- **MATERIAL SHOWN**:
[Start of Attachment]

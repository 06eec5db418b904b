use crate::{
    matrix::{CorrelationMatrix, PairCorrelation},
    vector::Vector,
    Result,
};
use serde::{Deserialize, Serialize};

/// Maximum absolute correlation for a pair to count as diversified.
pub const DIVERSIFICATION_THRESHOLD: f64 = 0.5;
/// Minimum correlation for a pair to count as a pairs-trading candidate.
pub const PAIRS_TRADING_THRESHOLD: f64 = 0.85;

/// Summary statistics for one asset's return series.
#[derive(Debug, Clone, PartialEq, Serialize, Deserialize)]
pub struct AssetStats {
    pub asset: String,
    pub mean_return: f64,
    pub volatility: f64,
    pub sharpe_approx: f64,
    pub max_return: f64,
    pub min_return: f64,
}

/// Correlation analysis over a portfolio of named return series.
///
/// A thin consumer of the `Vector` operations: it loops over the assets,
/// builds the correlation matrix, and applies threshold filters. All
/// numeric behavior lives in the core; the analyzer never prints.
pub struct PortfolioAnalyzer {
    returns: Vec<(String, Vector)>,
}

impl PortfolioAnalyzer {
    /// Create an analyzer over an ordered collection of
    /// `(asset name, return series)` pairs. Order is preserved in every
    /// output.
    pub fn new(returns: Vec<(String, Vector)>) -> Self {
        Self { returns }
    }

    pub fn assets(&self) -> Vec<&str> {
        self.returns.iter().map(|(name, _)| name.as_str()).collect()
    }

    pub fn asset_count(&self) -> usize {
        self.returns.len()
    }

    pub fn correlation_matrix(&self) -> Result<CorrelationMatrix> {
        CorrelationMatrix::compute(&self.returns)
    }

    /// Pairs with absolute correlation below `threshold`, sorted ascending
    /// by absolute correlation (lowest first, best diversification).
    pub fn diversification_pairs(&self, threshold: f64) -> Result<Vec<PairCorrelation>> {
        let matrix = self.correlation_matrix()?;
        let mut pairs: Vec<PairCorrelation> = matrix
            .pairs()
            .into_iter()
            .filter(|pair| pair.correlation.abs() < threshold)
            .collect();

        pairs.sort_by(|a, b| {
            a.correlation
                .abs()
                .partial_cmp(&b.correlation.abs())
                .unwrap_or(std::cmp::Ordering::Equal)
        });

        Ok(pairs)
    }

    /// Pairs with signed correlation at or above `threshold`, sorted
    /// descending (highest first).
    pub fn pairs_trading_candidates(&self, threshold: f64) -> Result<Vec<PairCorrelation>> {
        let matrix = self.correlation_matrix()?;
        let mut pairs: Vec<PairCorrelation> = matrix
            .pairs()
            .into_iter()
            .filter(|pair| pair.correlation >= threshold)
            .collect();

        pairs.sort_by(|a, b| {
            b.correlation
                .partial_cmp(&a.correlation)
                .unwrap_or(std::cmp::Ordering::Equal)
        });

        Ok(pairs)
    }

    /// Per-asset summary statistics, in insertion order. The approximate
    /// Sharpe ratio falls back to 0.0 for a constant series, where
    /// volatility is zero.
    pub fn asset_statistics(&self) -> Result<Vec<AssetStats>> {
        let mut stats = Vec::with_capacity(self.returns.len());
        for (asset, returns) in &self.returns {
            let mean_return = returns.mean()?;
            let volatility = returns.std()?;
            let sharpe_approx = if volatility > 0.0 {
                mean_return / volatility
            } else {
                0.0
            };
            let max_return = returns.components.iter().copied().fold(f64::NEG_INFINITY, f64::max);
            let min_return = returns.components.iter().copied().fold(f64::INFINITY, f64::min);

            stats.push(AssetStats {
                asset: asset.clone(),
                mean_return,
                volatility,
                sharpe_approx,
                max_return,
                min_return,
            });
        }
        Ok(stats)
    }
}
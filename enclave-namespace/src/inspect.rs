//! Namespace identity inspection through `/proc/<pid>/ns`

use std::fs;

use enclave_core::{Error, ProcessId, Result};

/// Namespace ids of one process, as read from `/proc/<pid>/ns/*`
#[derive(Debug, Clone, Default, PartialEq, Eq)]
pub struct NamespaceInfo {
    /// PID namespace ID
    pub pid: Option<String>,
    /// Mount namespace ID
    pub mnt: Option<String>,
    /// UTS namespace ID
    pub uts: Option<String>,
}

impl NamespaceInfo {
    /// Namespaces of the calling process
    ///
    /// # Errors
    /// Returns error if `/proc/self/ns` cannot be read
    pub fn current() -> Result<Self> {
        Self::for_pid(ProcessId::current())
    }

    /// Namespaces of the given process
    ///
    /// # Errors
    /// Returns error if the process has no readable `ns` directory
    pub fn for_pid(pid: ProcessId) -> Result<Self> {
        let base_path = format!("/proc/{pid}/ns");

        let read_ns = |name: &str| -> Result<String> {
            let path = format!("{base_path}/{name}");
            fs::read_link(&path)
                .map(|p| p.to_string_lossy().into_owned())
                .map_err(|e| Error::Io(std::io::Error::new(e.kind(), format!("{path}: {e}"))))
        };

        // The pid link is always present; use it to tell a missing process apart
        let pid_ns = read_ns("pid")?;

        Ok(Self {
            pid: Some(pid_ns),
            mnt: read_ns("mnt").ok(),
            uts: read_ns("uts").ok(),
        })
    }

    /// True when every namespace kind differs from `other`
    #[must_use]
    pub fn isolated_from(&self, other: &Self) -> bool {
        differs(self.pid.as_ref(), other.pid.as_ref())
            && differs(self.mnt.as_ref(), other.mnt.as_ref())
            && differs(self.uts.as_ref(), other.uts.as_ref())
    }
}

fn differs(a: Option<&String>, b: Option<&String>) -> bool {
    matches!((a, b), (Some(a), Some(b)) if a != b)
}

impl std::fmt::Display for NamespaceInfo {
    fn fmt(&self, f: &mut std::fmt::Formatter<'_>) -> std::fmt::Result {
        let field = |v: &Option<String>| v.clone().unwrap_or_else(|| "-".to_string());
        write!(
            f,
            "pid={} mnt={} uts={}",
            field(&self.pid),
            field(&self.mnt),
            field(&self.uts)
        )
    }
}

[End of Attachment]

Search the listing for the word "PairCorrelation" and return each line that holds it.

- **ANSWER BELOW**:
    matrix::{CorrelationMatrix, PairCorrelation},
    pub fn diversification_pairs(&self, threshold: f64) -> Result<Vec<PairCorrelation>> {
        let mut pairs: Vec<PairCorrelation> = matrix
    pub fn pairs_trading_candidates(&self, threshold: f64) -> Result<Vec<PairCorrelation>> {
        let mut pairs: Vec<PairCorrelation> = matrix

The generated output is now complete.